Dari fakta dan bukti hukum tersebut, maka menjadi jelas dan terang-benderang, tanah wakaf peruntukkan dan pengelolaannya berada pada tangan Muhammadiyah. Demikian pula menjadi sah menurut hukum apabila Muhammadiyah memasang papan namanya di atas tanah wakaf yang dimiliki dan dikelolanya sebagai identitas kepemilikan, pengelolaan dan simbol kehormatan Muhammadiyah.
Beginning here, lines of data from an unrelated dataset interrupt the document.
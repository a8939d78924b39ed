//! Access extents: bounded relative offset ranges along the three grid axes.
//!
//! An [`Extents`] value answers "how far away from its own grid point does a
//! statement touch this location". Extents form a join-semilattice under
//! [`Extents::merge`], which is the only way accumulated extents ever change.

use serde::{Deserialize, Serialize};

/// Grid dimension. `K` is the vertical (center) dimension.
#[derive(Debug, Clone, Copy, PartialEq, Eq, Hash)]
pub enum Dim {
    I = 0,
    J = 1,
    K = 2,
}

/// Offset range along one axis, `minus <= plus`.
#[derive(Debug, Clone, Copy, PartialEq, Eq, Hash, Serialize, Deserialize)]
pub struct Extent {
    pub minus: i32,
    pub plus: i32,
}

impl Extent {
    /// Panics if `minus > plus`; an inverted range is a construction bug.
    pub fn new(minus: i32, plus: i32) -> Self {
        assert!(
            minus <= plus,
            "inverted extent: minus ({minus}) > plus ({plus})"
        );
        Extent { minus, plus }
    }

    /// Extent of a single access at `offset`.
    pub fn point(offset: i32) -> Self {
        Extent {
            minus: offset,
            plus: offset,
        }
    }

    pub fn merge(&mut self, other: &Extent) {
        self.minus = self.minus.min(other.minus);
        self.plus = self.plus.max(other.plus);
    }

    /// Widens the range so that it contains offset zero.
    pub fn add_center(&mut self) {
        self.minus = self.minus.min(0);
        self.plus = self.plus.max(0);
    }

    pub fn contains(&self, other: &Extent) -> bool {
        self.minus <= other.minus && self.plus >= other.plus
    }

    pub fn is_pointwise(&self) -> bool {
        self.minus == 0 && self.plus == 0
    }
}

/// Extents along the `i`, `j` and `k` axes.
#[derive(Debug, Clone, Copy, PartialEq, Eq, Hash, Serialize, Deserialize)]
pub struct Extents {
    dims: [Extent; 3],
}

impl Extents {
    /// Builds extents from `(minus, plus)` pairs for `i`, `j` and `k`.
    ///
    /// Panics if any pair is inverted.
    pub fn new(i: (i32, i32), j: (i32, i32), k: (i32, i32)) -> Self {
        Extents {
            dims: [
                Extent::new(i.0, i.1),
                Extent::new(j.0, j.1),
                Extent::new(k.0, k.1),
            ],
        }
    }

    /// The center point: no offset in any direction.
    pub fn zero() -> Self {
        Extents::from_offset([0, 0, 0])
    }

    /// Extents of a single access at a relative grid offset.
    pub fn from_offset(offset: [i32; 3]) -> Self {
        Extents {
            dims: offset.map(Extent::point),
        }
    }

    pub fn dim(&self, dim: Dim) -> &Extent {
        &self.dims[dim as usize]
    }

    pub fn vertical(&self) -> &Extent {
        self.dim(Dim::K)
    }

    /// Component-wise envelope of both extents.
    pub fn merge(&mut self, other: &Extents) {
        for (mine, theirs) in self.dims.iter_mut().zip(other.dims.iter()) {
            mine.merge(theirs);
        }
    }

    /// Returns the envelope without modifying either operand.
    pub fn merged(mut self, other: &Extents) -> Extents {
        self.merge(other);
        self
    }

    /// Includes the center point along `dim`.
    pub fn add_center(&mut self, dim: Dim) {
        self.dims[dim as usize].add_center();
    }

    /// Shifts every range by a constant offset (a call-site offset folded
    /// into the accesses of a stencil-function body).
    pub fn shift(&mut self, offset: [i32; 3]) {
        for (extent, delta) in self.dims.iter_mut().zip(offset) {
            extent.minus += delta;
            extent.plus += delta;
        }
    }

    pub fn contains(&self, other: &Extents) -> bool {
        self.dims
            .iter()
            .zip(other.dims.iter())
            .all(|(mine, theirs)| mine.contains(theirs))
    }

    pub fn is_pointwise(&self) -> bool {
        self.dims.iter().all(Extent::is_pointwise)
    }
}

impl Default for Extents {
    fn default() -> Self {
        Self::zero()
    }
}

impl std::fmt::Display for Extents {
    fn fmt(&self, f: &mut std::fmt::Formatter<'_>) -> std::fmt::Result {
        let [i, j, k] = &self.dims;
        write!(
            f,
            "[({}, {}), ({}, {}), ({}, {})]",
            i.minus, i.plus, j.minus, j.plus, k.minus, k.plus
        )
    }
}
Akan tetapi, Masbuhin menyangkan, keharmonisan dan kondusivitas yang telah terjaga, serta terpelihara bertahun-tahun tersebut, terciderai dengan peristiwa perusakan pada Jumat, 25 Februari 2022. Papan nama yang telah berdiri bertahun-tahun di atas tanah wakaf pengelolaan Muhammadiyah tersebut dengan sengaja dirusak dengan cara digergaji dan dirobohkan oleh orang-orang bernama RH, LS, OPG, IM, S, S alias S, NS, HA, SWO, STR alias NP.

Perbuatan melanggar hukum ini tanpa dikuatka atau perintah resmi dari institusi pengadilan atau penegak hukum lainnya, serta tanpa alasan dan dasar hukum yang sah. Akibatnya, perbuatan itu menimbulkan kegaduhan dan kegelisahan di tengah-tengah masyarakat luas.

“Berdasarkan alasan, fakta dan dasar hukum sebagaimana tersebut di atas, maka kami Team Advokat dan Penasihat Hukum Pimpinan Wilayah Muhammadiyah akan mengambil empat tindakan hukum,” ujarnya.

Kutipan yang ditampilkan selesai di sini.